I soldi sarebbero serviti anche per concedere l’assegnazione di spazi portuali dell’ex Carbonile e di un’area demaniale usata dalla società autostrade. Per ottenere questi favori Spinelli avrebbe pagato anche Paolo Emilio Signorini, per cui è stata disposta la custodia cautelare in carcere. A Signorini è stato contestato di aver accelerato la discussione della pratica per il rinnovo della concessione del terminal Rinfuse nel comitato di gestione del porto, che presiedeva, e di averla rinnovata per 30 anni in cambio di 15mila euro ricevuti in contanti da Aldo Spinelli nel luglio del 2022.
Dall’indagine è emersa «una allarmante abitualità e sistematicità di un meccanismo perfettamente collaudato, ricavabile anche dalla stessa terminologia usata dal governatore con Spinelli per alludere alla richiesta di finanziamento (“quando mi fai vedere la barca”… “quando ti posso venire a trovare”), che veniva immediatamente compresa nel reale significato dall’imprenditore». L’ordinanza parla di una «sorprendente disinvoltura con cui Toti manifesta il proposito di ricorrere a richieste di denaro agli imprenditori, sfruttando la momentanea soddisfazione per gli obiettivi imprenditoriali realizzati anche in seguito al proprio intervento». Il pericolo di reiterazione del reato, che fonda l’esigenza di arresto, «traspare anche dalla stessa genesi delle condotte criminose contestate (…) iniziate già verso la fine del 2020, in occasione delle consultazioni elettorali regionali del 20 e 21 settembre e proseguite in tutte quelle che si sono susseguite, mosse tutte evidentemente dal medesimo scopo di ottenere l’elezione o la rielezione, per il raggiungimento del quale è stata “svenduta” la propria funzione e la propria attività in cambio di finanziamenti, abdicando in tal modo ai propri importanti doveri istituzionali».

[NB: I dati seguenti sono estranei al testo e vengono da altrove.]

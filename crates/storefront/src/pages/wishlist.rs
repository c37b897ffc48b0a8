//! Wishlist screen.

use std::sync::{Arc, Mutex};

use greenhouse_core::{Plant, PlantId};
use tracing::instrument;

use crate::api::ApiError;
use crate::stores::{CartStore, MutationOutcome, WishlistStore, lock};

/// Wishlist screen: full plant details for every wishlisted id.
#[derive(Debug, Clone)]
pub struct WishlistPage {
    wishlist: WishlistStore,
    cart: CartStore,
    plants: Arc<Mutex<Vec<Plant>>>,
}

impl WishlistPage {
    #[must_use]
    pub fn new(wishlist: WishlistStore, cart: CartStore) -> Self {
        Self {
            wishlist,
            cart,
            plants: Arc::new(Mutex::new(Vec::new())),
        }
    }

    /// Fetch plant details (and reconcile membership).
    ///
    /// # Errors
    ///
    /// Returns the `ApiError` of the failed request; the list is emptied.
    #[instrument(skip(self))]
    pub async fn load(&self) -> Result<(), ApiError> {
        let result = self.wishlist.plants().await;
        let mut plants = lock(&self.plants);
        match result {
            Ok(fetched) => {
                *plants = fetched;
                Ok(())
            }
            Err(e) => {
                plants.clear();
                Err(e)
            }
        }
    }

    /// Re-fetch both the membership set and the detail list.
    ///
    /// # Errors
    ///
    /// Returns the first `ApiError` encountered.
    pub async fn refresh(&self) -> Result<(), ApiError> {
        let membership = self.wishlist.fetch().await;
        let details = self.load().await;
        membership.and(details)
    }

    /// Plants currently shown.
    #[must_use]
    pub fn plants(&self) -> Vec<Plant> {
        lock(&self.plants).clone()
    }

    /// Whether a plant's "Add to Cart" button should be active.
    #[must_use]
    pub fn can_add_to_cart(&self, plant: &Plant) -> bool {
        plant.is_available && !self.cart.is_in_cart(&plant.id)
    }

    /// Remove an entry; the card disappears as soon as the backend accepts.
    pub async fn remove(&self, plant_id: &PlantId) -> MutationOutcome {
        let outcome = self.wishlist.remove(plant_id).await;
        if outcome.success {
            lock(&self.plants).retain(|p| &p.id != plant_id);
        }
        outcome
    }

    /// Add one unit of an available plant not yet in the cart.
    pub async fn add_to_cart(&self, plant: &Plant) -> MutationOutcome {
        self.cart.add_from_card(plant).await
    }

    #[must_use]
    pub fn is_empty(&self) -> bool {
        lock(&self.plants).is_empty()
    }
}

Nell’indagine è stato coinvolto anche il capo di gabinetto di Toti, Matteo Cozzani, che è stato coordinatore regionale della campagna elettorale del presidente e sarebbe coinvolto anche nella gestione di un sistema di corruzione elettorale in collaborazione con i fratelli Testa, accusati di aver agevolato il clan mafioso dei Cammarata del mandamento di Riesi, in provincia di Caltanissetta. Secondo l’accusa, durante la campagna elettorale del 2020 avrebbero promesso posti di lavoro e alloggi di edilizia popolare pubblica a persone appartenenti alla comunità riesina di Genova in cambio di almeno 400 preferenze nei confronti della lista del presidente Toti e in particolare del candidato Stefano Anzalone, consigliere regionale, accusato di corruzione elettorale. La procura ha contestato a Cozzani e ai fratelli Testa l’aggravante di aver commesso il reato di corruzione elettorale per agevolare l’attività del clan Cammarata nella città di Genova.